Surc will be available in Spring 2011 at getSurc.com
Head on over to page 2 to learn about another advanced remote control technology from Philips.
If Mashed Pixel is your rookie prospect, then Philips is your veteran all-star. In business since 1891, Philips is one of the largest electronics companies in the world. Philips manufactures a wide range of products, and consumer electronics is one of their mainstays. At CES 2011 under their Philips Home Control division, Philips displayed the uWand, an intuitive 3D remote control technology. Unlike Surc, which solves button overload by streamlining numerous remotes into a digital menu, the uWand eliminates almost every button altogether. When implemented in remote controls, the uWand technology allows users to navigate their home media center in the same way a cursor navigates a computer screen. Similar to the Nintendo Wiimote in its function, users of the uWand will be able to toggle over a digital TV guide and select a show directly, among numerous options. And unlike other emerging intuitive remote control technologies that are limited to planar navigation, the uWand incorporates a "Z" coordinate, allowing for true 3D content navigation. This innovative technology allows remote control manufacturers to significantly reduce the number of buttons needed – almost everything becomes strictly software based.

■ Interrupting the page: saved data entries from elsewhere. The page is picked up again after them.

//! Herald Core - resilient HTTP tracker announce client
//!
//! This crate reports peer statistics to BitTorrent HTTP trackers: it walks an
//! ordered set of fallback announce URLs, decodes (optionally gzip-compressed)
//! bencoded responses, remembers the endpoint that last worked, and retries
//! with exponential backoff until the tracker answers or the caller cancels.

pub mod config;
pub mod tracing_setup;
pub mod tracker;

// Re-export main types for convenient access
pub use config::{HeraldConfig, NetworkConfig, RetryConfig};
pub use tracker::{
    AnnounceEngine, AnnounceEvent, AnnounceQuery, AnnounceTransport, BackoffNotice,
    BackoffObserver, HttpTransport, NoopObserver, PeerId, RetryPolicy, TrackerEndpoints,
    TrackerError, TrackerResponse,
};

/// Core errors that can bubble up from any Herald subsystem.
#[derive(Debug, thiserror::Error)]
pub enum HeraldError {
    #[error("Tracker error: {0}")]
    Tracker(#[from] TrackerError),

    #[error("Configuration error: {reason}")]
    Configuration { reason: String },

    #[error("I/O error: {0}")]
    Io(#[from] std::io::Error),
}

impl HeraldError {
    /// Returns a user-friendly error message suitable for display.
    pub fn user_message(&self) -> String {
        match self {
            HeraldError::Tracker(e) => match e {
                TrackerError::NoValidEndpoints { .. } => {
                    "Torrent has no HTTP tracker to announce to".to_string()
                }
                TrackerError::TrackerUnreachable { .. } => {
                    "Could not reach any tracker endpoint".to_string()
                }
                TrackerError::FailureReason { reason } => format!("Tracker refused: {reason}"),
                TrackerError::Cancelled => "Announce cancelled".to_string(),
                _ => "Tracker communication error occurred".to_string(),
            },
            HeraldError::Configuration { reason } => format!("Invalid configuration: {reason}"),
            HeraldError::Io(_) => "File system error occurred".to_string(),
        }
    }

    /// Checks if this error is due to caller input rather than the network.
    pub fn is_user_error(&self) -> bool {
        matches!(
            self,
            HeraldError::Configuration { .. }
                | HeraldError::Tracker(TrackerError::NoValidEndpoints { .. })
        )
    }
}

pub type Result<T> = std::result::Result<T, HeraldError>;

#[cfg(test)]
mod tests {
    use super::*;

    #[test]
    fn test_user_message_for_failure_reason() {
        let error = HeraldError::from(TrackerError::FailureReason {
            reason: "unregistered torrent".to_string(),
        });
        assert_eq!(error.user_message(), "Tracker refused: unregistered torrent");
        assert!(!error.is_user_error());
    }

    #[test]
    fn test_no_endpoints_is_user_error() {
        let error = HeraldError::from(TrackerError::NoValidEndpoints { candidates: 2 });
        assert!(error.is_user_error());
        assert_eq!(
            error.user_message(),
            "Torrent has no HTTP tracker to announce to"
        );
    }
}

The uWand uses your TV screen as the main source for content navigation, so only a few buttons are needed.
As the internet and television become more connected, consumers will expect a user interface that is easy to use while expanding functionality, similar to a mouse and PC. Navigating this new wave of content on a TV using only four directions is near impossible. The solution to this, according to Navin Natoewal, General Manager of uWand at Philips, is to make a point and gesture user interface. Navin was gracious enough to do a live demo for me at CES. Check out the video below (make sure to switch to 720p for the best quality):
As you can see, the uWand technology is easy to learn and provides a strong user experience. What really fascinates me is the future of this technology. Navin mentioned to me that eventually it could be possible to control other home products using the same 3D remote control technology. For example, one could dim the room lighting by twisting the remote left, similar to the motion used to lower TV volume. With uWand, Philips has definitely challenged our concept of the remote control. Philips' target date for launching the technology with consumer electronics is 2012, so be on the lookout for uWand in the future.
Head on over to page 3 for my final comments.
It was a pleasure meeting with both Daphna and Navin at CES. Both of their respective companies – Mashed Pixel and Philips – offer new and exciting solutions for the way we control our home entertainment devices. Both Surc and uWand have their upsides and downfalls, but from seeing both in action at CES, I'm convinced that both are an upgrade over the current set of cluttered remote controls. If you aren't sure which option would be best for you, I would suggest asking to try each system out. Philips should have demo kiosks at retailer stores, so testing out the uWand most likely won't be a problem. Getting your hands on a Surc system to demo may be a little trickier, but I'm sure early users will upload some demo videos on YouTube shortly after it's launch, so be sure to be on the lookout for those.